# Task item
Pull out every line below containing the word "SeqCst".

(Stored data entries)
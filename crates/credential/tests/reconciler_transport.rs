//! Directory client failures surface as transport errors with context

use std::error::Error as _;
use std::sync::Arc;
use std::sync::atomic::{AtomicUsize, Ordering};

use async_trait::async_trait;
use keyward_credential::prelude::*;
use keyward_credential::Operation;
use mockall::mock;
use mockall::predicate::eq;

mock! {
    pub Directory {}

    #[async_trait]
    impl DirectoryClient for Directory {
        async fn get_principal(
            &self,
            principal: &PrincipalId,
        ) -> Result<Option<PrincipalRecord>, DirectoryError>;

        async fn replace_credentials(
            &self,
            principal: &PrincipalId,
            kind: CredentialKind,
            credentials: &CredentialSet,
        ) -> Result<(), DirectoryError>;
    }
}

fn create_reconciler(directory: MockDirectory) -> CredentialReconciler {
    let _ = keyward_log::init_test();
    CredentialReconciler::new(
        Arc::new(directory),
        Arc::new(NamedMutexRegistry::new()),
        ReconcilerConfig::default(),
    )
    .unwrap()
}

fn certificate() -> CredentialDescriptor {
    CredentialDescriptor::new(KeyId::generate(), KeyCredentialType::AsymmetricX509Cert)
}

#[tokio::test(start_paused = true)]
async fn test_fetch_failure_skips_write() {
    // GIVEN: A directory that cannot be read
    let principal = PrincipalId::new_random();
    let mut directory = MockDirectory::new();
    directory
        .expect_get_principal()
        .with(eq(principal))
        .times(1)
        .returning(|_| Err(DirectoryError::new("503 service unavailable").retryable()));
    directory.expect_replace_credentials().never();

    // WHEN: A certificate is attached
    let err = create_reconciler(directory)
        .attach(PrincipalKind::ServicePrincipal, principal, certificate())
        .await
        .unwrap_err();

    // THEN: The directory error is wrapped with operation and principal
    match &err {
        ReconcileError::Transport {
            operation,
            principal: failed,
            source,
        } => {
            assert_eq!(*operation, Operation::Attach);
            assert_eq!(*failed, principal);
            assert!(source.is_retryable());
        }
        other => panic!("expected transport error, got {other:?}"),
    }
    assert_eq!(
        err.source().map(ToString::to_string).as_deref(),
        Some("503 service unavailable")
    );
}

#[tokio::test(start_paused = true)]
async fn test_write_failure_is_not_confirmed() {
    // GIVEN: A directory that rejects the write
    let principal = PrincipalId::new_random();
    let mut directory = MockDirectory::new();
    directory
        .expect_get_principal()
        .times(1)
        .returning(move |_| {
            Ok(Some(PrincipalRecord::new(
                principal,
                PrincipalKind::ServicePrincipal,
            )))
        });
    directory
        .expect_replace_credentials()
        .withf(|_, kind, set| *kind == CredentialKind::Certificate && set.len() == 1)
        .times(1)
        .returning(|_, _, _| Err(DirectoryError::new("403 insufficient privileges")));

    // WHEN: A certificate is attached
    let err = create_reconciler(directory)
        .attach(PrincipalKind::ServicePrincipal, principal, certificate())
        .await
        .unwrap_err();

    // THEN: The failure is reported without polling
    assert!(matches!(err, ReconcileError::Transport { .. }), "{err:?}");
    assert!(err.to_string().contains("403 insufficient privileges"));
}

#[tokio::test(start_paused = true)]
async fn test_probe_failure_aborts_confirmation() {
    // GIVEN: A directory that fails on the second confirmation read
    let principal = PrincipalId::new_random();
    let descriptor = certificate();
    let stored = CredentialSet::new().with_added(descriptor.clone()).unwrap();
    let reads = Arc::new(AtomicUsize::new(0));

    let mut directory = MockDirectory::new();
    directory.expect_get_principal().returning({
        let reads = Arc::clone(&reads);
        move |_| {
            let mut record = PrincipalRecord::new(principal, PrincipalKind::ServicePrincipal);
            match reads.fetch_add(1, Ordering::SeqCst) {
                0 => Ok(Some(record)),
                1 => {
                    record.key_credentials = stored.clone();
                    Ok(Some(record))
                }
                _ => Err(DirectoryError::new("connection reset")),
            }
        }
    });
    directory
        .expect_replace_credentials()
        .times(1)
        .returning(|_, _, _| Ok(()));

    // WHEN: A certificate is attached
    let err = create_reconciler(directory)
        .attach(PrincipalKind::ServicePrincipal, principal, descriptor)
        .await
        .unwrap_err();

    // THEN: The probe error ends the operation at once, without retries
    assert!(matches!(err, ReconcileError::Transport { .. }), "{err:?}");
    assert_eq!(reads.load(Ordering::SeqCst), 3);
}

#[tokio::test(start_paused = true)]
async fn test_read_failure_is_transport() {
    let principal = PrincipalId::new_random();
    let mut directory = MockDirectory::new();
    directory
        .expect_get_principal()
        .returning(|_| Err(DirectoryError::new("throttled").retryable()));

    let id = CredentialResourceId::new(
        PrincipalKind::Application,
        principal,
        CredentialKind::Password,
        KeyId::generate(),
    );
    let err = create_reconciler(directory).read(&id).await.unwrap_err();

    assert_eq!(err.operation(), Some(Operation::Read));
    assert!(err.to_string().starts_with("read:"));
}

# Written response
            match reads.fetch_add(1, Ordering::SeqCst) {
    assert_eq!(reads.load(Ordering::SeqCst), 3);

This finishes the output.